§ Collected data entries
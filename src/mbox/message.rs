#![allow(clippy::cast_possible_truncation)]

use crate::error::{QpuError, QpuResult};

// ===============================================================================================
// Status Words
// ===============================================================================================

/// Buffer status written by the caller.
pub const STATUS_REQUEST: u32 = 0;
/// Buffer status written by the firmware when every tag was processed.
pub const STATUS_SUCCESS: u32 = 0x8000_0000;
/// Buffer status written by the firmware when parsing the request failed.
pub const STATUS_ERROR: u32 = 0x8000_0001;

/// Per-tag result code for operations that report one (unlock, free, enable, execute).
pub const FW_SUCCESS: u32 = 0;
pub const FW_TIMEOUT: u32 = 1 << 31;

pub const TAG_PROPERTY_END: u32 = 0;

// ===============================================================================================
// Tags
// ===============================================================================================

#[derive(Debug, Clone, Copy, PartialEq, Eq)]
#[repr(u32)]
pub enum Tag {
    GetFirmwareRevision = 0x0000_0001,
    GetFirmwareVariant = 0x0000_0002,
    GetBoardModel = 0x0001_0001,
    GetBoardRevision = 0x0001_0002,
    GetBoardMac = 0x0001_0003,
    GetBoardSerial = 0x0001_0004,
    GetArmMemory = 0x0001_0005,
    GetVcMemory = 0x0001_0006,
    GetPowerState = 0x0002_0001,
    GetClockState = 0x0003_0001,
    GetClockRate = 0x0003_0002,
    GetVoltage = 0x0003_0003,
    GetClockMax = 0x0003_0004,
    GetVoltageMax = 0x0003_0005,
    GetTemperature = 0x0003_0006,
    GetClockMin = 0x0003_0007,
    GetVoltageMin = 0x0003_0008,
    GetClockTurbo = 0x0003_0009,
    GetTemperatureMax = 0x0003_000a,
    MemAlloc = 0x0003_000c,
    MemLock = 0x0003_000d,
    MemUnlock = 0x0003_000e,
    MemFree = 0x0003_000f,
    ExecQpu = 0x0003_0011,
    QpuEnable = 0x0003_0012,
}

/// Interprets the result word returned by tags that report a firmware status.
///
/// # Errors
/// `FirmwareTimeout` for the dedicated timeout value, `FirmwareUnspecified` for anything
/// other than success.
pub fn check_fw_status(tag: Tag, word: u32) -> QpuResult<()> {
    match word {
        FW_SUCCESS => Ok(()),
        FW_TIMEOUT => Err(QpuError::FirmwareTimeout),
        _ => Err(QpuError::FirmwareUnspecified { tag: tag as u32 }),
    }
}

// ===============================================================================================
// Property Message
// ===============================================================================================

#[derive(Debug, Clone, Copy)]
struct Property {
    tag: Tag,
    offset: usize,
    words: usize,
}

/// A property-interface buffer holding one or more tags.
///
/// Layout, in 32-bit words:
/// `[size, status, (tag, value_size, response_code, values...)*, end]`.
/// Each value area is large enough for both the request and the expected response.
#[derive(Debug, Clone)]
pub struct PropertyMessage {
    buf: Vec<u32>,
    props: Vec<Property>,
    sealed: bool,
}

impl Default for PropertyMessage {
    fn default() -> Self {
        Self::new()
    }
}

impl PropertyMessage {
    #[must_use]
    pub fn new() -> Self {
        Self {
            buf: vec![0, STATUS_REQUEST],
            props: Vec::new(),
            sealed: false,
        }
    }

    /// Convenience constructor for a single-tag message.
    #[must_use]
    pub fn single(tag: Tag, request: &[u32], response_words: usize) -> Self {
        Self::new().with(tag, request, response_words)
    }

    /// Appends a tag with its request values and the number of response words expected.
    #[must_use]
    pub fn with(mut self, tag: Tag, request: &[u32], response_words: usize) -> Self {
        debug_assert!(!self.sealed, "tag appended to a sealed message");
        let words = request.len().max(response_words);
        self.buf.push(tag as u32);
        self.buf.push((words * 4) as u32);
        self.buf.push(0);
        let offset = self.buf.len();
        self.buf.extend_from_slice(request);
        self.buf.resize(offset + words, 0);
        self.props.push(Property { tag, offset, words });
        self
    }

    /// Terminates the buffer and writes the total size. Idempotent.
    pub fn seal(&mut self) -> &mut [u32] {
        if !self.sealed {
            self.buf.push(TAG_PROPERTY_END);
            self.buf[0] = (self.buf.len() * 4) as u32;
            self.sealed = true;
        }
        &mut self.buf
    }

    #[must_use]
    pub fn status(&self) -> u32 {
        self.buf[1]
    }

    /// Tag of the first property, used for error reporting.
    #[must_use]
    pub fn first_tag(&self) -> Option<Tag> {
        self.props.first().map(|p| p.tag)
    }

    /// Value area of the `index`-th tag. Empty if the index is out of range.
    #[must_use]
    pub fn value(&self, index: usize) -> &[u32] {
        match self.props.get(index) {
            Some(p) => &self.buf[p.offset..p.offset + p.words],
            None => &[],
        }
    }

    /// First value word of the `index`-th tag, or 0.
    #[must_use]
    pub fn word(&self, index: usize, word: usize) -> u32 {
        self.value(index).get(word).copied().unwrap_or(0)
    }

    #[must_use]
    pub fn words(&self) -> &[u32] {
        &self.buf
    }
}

§ Task
Each record needs to be copied out again, letter for letter.

§ Task result
filename src/mbox/message.rs
#![allow(clippy::cast_possible_truncation)]

use crate::error::{QpuError, QpuResult};

// ===============================================================================================
// Status Words
// ===============================================================================================

/// Buffer status written by the caller.
pub const STATUS_REQUEST: u32 = 0;
/// Buffer status written by the firmware when every tag was processed.
pub const STATUS_SUCCESS: u32 = 0x8000_0000;
/// Buffer status written by the firmware when parsing the request failed.
pub const STATUS_ERROR: u32 = 0x8000_0001;

/// Per-tag result code for operations that report one (unlock, free, enable, execute).
pub const FW_SUCCESS: u32 = 0;
pub const FW_TIMEOUT: u32 = 1 << 31;

pub const TAG_PROPERTY_END: u32 = 0;

// ===============================================================================================
// Tags
// ===============================================================================================

#[derive(Debug, Clone, Copy, PartialEq, Eq)]
#[repr(u32)]
pub enum Tag {
    GetFirmwareRevision = 0x0000_0001,
    GetFirmwareVariant = 0x0000_0002,
    GetBoardModel = 0x0001_0001,
    GetBoardRevision = 0x0001_0002,
    GetBoardMac = 0x0001_0003,
    GetBoardSerial = 0x0001_0004,
    GetArmMemory = 0x0001_0005,
    GetVcMemory = 0x0001_0006,
    GetPowerState = 0x0002_0001,
    GetClockState = 0x0003_0001,
    GetClockRate = 0x0003_0002,
    GetVoltage = 0x0003_0003,
    GetClockMax = 0x0003_0004,
    GetVoltageMax = 0x0003_0005,
    GetTemperature = 0x0003_0006,
    GetClockMin = 0x0003_0007,
    GetVoltageMin = 0x0003_0008,
    GetClockTurbo = 0x0003_0009,
    GetTemperatureMax = 0x0003_000a,
    MemAlloc = 0x0003_000c,
    MemLock = 0x0003_000d,
    MemUnlock = 0x0003_000e,
    MemFree = 0x0003_000f,
    ExecQpu = 0x0003_0011,
    QpuEnable = 0x0003_0012,
}

/// Interprets the result word returned by tags that report a firmware status.
///
/// # Errors
/// `FirmwareTimeout` for the dedicated timeout value, `FirmwareUnspecified` for anything
/// other than success.
pub fn check_fw_status(tag: Tag, word: u32) -> QpuResult<()> {
    match word {
        FW_SUCCESS => Ok(()),
        FW_TIMEOUT => Err(QpuError::FirmwareTimeout),
        _ => Err(QpuError::FirmwareUnspecified { tag: tag as u32 }),
    }
}

// ===============================================================================================
// Property Message
// ===============================================================================================

#[derive(Debug, Clone, Copy)]
struct Property {
    tag: Tag,
    offset: usize,
    words: usize,
}

/// A property-interface buffer holding one or more tags.
///
/// Layout, in 32-bit words:
/// `[size, status, (tag, value_size, response_code, values...)*, end]`.
/// Each value area is large enough for both the request and the expected response.
#[derive(Debug, Clone)]
pub struct PropertyMessage {
    buf: Vec<u32>,
    props: Vec<Property>,
    sealed: bool,
}

impl Default for PropertyMessage {
    fn default() -> Self {
        Self::new()
    }
}

impl PropertyMessage {
    #[must_use]
    pub fn new() -> Self {
        Self {
            buf: vec![0, STATUS_REQUEST],
            props: Vec::new(),
            sealed: false,
        }
    }

    /// Convenience constructor for a single-tag message.
    #[must_use]
    pub fn single(tag: Tag, request: &[u32], response_words: usize) -> Self {
        Self::new().with(tag, request, response_words)
    }

    /// Appends a tag with its request values and the number of response words expected.
    #[must_use]
    pub fn with(mut self, tag: Tag, request: &[u32], response_words: usize) -> Self {
        debug_assert!(!self.sealed, "tag appended to a sealed message");
        let words = request.len().max(response_words);
        self.buf.push(tag as u32);
        self.buf.push((words * 4) as u32);
        self.buf.push(0);
        let offset = self.buf.len();
        self.buf.extend_from_slice(request);
        self.buf.resize(offset + words, 0);
        self.props.push(Property { tag, offset, words });
        self
    }

    /// Terminates the buffer and writes the total size. Idempotent.
    pub fn seal(&mut self) -> &mut [u32] {
        if !self.sealed {
            self.buf.push(TAG_PROPERTY_END);
            self.buf[0] = (self.buf.len() * 4) as u32;
            self.sealed = true;
        }
        &mut self.buf
    }

    #[must_use]
    pub fn status(&self) -> u32 {
        self.buf[1]
    }

    /// Tag of the first property, used for error reporting.
    #[must_use]
    pub fn first_tag(&self) -> Option<Tag> {
        self.props.first().map(|p| p.tag)
    }

    /// Value area of the `index`-th tag. Empty if the index is out of range.
    #[must_use]
    pub fn value(&self, index: usize) -> &[u32] {
        match self.props.get(index) {
            Some(p) => &self.buf[p.offset..p.offset + p.words],
            None => &[],
        }
    }

    /// First value word of the `index`-th tag, or 0.
    #[must_use]
    pub fn word(&self, index: usize, word: usize) -> u32 {
        self.value(index).get(word).copied().unwrap_or(0)
    }

    #[must_use]
    pub fn words(&self) -> &[u32] {
        &self.buf
    }
}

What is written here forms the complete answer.